Saved data entries
□ □ □

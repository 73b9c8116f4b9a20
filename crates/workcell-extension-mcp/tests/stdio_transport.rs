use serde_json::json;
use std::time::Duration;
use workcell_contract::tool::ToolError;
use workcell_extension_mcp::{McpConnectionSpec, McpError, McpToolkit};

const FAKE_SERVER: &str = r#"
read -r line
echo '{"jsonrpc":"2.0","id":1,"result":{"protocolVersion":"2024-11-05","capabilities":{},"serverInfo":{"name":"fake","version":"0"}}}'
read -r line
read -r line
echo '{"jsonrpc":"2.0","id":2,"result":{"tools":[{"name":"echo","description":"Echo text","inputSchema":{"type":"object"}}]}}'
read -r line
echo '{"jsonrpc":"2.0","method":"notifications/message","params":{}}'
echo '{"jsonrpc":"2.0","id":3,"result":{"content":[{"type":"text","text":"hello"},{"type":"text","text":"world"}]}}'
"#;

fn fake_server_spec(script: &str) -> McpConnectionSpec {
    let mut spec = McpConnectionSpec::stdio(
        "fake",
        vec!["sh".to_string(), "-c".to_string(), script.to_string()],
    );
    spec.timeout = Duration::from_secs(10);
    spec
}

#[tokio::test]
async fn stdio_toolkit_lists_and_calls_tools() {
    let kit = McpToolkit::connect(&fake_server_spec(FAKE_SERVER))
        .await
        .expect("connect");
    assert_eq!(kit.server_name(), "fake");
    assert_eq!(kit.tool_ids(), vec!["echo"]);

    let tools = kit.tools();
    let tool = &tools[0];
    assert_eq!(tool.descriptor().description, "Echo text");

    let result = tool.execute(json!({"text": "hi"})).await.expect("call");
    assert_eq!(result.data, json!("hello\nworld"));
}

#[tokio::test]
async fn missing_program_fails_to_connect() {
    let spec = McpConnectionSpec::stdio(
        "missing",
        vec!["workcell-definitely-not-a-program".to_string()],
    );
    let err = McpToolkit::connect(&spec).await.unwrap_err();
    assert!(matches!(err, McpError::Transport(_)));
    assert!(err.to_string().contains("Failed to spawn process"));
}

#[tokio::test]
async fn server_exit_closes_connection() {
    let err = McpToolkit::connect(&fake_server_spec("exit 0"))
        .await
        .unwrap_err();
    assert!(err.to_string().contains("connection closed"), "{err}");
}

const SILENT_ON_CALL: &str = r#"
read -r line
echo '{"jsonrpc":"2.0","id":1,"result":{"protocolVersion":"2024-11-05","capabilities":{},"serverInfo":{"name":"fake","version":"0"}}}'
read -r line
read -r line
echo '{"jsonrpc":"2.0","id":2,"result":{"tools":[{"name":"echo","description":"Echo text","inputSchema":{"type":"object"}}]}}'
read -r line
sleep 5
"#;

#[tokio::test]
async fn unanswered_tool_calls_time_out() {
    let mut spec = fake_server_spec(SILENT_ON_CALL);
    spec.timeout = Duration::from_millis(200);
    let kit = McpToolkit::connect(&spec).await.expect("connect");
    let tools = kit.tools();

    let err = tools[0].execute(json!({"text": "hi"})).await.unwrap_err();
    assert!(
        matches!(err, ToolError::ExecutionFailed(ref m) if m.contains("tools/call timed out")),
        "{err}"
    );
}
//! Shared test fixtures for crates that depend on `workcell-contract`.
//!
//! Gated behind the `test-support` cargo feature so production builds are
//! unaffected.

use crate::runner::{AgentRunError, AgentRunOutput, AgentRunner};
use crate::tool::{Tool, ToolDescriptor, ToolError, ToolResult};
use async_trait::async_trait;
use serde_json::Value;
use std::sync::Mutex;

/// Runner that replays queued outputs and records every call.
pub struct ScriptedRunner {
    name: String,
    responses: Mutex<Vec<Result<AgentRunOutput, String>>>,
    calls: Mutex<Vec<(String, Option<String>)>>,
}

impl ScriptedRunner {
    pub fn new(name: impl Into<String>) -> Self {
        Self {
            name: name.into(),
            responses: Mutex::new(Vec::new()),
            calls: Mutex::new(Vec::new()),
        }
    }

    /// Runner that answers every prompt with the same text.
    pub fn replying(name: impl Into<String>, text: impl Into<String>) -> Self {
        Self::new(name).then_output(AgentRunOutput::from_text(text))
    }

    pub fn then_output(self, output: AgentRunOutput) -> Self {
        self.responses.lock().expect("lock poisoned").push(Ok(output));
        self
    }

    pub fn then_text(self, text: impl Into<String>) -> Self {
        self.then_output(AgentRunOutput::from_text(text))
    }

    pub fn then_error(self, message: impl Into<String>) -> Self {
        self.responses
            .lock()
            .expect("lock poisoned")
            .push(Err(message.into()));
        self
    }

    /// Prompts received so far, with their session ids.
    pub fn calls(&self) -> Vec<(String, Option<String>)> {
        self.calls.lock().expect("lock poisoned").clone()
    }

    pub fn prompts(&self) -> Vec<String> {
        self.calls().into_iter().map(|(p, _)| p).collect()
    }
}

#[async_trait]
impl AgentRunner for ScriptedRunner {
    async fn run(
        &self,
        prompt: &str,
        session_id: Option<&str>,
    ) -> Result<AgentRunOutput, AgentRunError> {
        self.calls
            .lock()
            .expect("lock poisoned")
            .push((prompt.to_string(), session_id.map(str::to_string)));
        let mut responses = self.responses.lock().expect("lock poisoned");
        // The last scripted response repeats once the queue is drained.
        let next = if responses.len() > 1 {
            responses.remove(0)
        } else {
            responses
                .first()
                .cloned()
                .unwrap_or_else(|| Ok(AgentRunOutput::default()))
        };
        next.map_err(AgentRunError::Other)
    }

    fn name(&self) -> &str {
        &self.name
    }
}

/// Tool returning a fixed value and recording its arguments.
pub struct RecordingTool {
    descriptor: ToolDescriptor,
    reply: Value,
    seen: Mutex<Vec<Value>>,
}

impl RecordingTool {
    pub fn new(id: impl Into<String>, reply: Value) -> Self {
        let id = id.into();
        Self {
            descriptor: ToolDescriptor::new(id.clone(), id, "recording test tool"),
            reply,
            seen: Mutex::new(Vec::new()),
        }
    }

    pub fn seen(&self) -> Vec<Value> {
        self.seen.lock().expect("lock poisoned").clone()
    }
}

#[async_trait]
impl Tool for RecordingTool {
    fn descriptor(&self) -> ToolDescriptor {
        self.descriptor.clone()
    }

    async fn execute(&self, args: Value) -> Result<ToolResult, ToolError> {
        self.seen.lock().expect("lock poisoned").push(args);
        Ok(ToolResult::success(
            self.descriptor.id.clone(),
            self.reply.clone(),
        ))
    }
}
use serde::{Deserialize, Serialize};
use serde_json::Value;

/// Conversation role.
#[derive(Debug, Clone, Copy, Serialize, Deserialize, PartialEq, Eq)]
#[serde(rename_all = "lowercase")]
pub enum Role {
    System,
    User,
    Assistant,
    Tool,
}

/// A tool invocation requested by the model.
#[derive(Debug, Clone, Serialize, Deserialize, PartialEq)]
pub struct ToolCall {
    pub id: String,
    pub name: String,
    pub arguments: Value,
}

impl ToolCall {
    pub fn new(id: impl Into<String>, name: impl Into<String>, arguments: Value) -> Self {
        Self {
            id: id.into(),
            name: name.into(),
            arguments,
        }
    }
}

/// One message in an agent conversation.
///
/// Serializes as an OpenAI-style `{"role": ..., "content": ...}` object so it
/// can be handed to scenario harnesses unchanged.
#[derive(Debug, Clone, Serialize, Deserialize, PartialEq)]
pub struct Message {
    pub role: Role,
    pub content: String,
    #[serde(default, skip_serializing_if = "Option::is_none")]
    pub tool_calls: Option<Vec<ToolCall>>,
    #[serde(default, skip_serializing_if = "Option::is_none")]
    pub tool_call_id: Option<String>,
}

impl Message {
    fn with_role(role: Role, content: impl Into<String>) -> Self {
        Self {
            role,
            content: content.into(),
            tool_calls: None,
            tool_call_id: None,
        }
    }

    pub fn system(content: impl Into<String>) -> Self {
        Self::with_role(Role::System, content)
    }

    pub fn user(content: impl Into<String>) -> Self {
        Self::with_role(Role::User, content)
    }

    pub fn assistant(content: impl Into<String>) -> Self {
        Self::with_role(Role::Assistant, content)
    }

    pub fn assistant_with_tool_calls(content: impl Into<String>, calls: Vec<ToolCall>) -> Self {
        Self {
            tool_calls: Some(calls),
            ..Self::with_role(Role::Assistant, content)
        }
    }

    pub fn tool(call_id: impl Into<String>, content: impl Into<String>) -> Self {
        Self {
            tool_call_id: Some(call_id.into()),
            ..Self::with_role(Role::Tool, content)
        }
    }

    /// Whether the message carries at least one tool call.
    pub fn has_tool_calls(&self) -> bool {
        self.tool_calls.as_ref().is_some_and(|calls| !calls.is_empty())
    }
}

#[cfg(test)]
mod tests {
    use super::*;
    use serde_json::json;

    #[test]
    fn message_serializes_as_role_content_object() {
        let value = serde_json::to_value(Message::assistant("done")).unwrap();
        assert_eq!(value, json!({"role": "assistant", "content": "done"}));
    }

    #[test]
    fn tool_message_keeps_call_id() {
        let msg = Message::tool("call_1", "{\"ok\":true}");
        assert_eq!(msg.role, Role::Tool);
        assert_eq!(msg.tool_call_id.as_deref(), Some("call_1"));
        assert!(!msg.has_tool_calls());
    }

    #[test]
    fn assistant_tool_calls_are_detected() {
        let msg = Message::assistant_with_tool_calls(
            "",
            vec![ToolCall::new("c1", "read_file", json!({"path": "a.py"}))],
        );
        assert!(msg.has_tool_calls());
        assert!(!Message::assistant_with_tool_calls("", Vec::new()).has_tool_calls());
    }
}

□ □ □

▸ **Exercise requirements**
Lines above that include the string "Mutex" need to be copied.

▸ **Written response**
use std::sync::Mutex;
    responses: Mutex<Vec<Result<AgentRunOutput, String>>>,
    calls: Mutex<Vec<(String, Option<String>)>>,
            responses: Mutex::new(Vec::new()),
            calls: Mutex::new(Vec::new()),
    seen: Mutex<Vec<Value>>,
            seen: Mutex::new(Vec::new()),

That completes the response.